Als die Arbeit 2014 zum ersten Mal in Sydney installiert wurde, jährte sich der Beginn des Ersten Weltkriegs zum 100. Mal. Das war auch für die Australier ein wichtiges historisches Datum, denn als Teil des Commonwealth hatte das Land auf britischer Seite an dem Krieg teilgenommen und hohe Verluste erlitten. Die Duisburger Zweitverwertung 2015 muß nun leider ohne runde Jahreszahl auskommen, und Glasgow im kommenden Jahr (die dritte Station) erst recht. Da kann man sich schon mal fragen, ob der erhebliche Aufwand gerechtfertigt ist. Die Antwort fällt nicht leicht.

Jedenfalls hat der Duisburger Hafen bis zum 13. September eine Attraktion zusätzlich zu bieten, und der Eintritt ist frei.
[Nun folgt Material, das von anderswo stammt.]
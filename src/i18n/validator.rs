//! Catalog coverage validation.
//!
//! Checks that the English table is a faithful companion of the Spanish
//! source: placeholders preserved, no blank entries, no orphan keys. Keys
//! that English leaves out are only warnings, since they resolve through the
//! Spanish fallback.

use crate::i18n::{Catalog, Language};
use regex::Regex;
use std::collections::BTreeSet;
use std::sync::OnceLock;

/// Validation report containing errors and warnings about a catalog.
#[derive(Debug, Clone, PartialEq, Eq)]
pub struct ValidationReport {
    /// Problems that show up on the page as broken copy
    pub errors: Vec<String>,

    /// Gaps covered by the fallback chain
    pub warnings: Vec<String>,
}

impl ValidationReport {
    pub fn new() -> Self {
        Self {
            errors: Vec::new(),
            warnings: Vec::new(),
        }
    }

    pub fn has_errors(&self) -> bool {
        !self.errors.is_empty()
    }

    pub fn has_warnings(&self) -> bool {
        !self.warnings.is_empty()
    }

    pub fn is_clean(&self) -> bool {
        !self.has_errors() && !self.has_warnings()
    }
}

impl Default for ValidationReport {
    fn default() -> Self {
        Self::new()
    }
}

/// Validator for catalog coverage.
pub struct CatalogValidator;

static PLACEHOLDER_REGEX: OnceLock<Regex> = OnceLock::new();

impl CatalogValidator {
    /// Compare `target` against the source language of `catalog`.
    pub fn validate(catalog: &Catalog, target: Language) -> ValidationReport {
        let mut report = ValidationReport::new();
        let source = Language::canonical();

        for lang in [source, target] {
            for (key, value) in catalog.entries(lang) {
                if value.trim().is_empty() {
                    report
                        .errors
                        .push(format!("Blank value for '{}' in {}", key, lang));
                }
            }
        }

        let source_keys: BTreeSet<_> = catalog.keys(source).into_iter().collect();
        let target_keys: BTreeSet<_> = catalog.keys(target).into_iter().collect();

        for key in source_keys.difference(&target_keys) {
            report.warnings.push(format!(
                "'{}' has no {} translation, falls back to {}",
                key, target, source
            ));
        }

        for key in target_keys.difference(&source_keys) {
            report
                .warnings
                .push(format!("'{}' exists only in {}", key, target));
        }

        for key in source_keys.intersection(&target_keys) {
            let (Some(original), Some(translated)) =
                (catalog.get(source, key), catalog.get(target, key))
            else {
                continue;
            };
            let expected = Self::extract_placeholders(original);
            let actual = Self::extract_placeholders(translated);
            if expected != actual {
                report.errors.push(format!(
                    "Placeholder mismatch for '{}': {} has {:?}, {} has {:?}",
                    key, source, expected, target, actual
                ));
            }
        }

        report
    }

    /// Extract `{name}` placeholders, sorted and deduplicated.
    fn extract_placeholders(text: &str) -> BTreeSet<String> {
        let regex = PLACEHOLDER_REGEX.get_or_init(|| Regex::new(r"\{([a-z_]+)\}").unwrap());

        regex
            .captures_iter(text)
            .filter_map(|cap| cap.get(1).map(|m| m.as_str().to_string()))
            .collect()
    }
}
Allerdings bleiben Zweifel, ob die komplizierte Besichtigungsprozedur mit großer Nachfrage, vor allem an Wochenenden, fertig wird. Und ob die alles in allem doch recht komplexe Technik bis zum Ende durchhält und kein Vandalismusopfer wird. Aber man soll nicht unken. Halten wir es mit Kaiser Franz und schau’n wir mal.

Noch ein paar Fakten: Die Künstlerinnen und Künstler, die sich „Nomanslanding“ ausgedacht haben, sind Robyn Backen (Australien), Andre Dekker (Niederlande), Graham Eatough (Großbritannien), Nigel Helyer und Jennifer Turpin (beide Australien).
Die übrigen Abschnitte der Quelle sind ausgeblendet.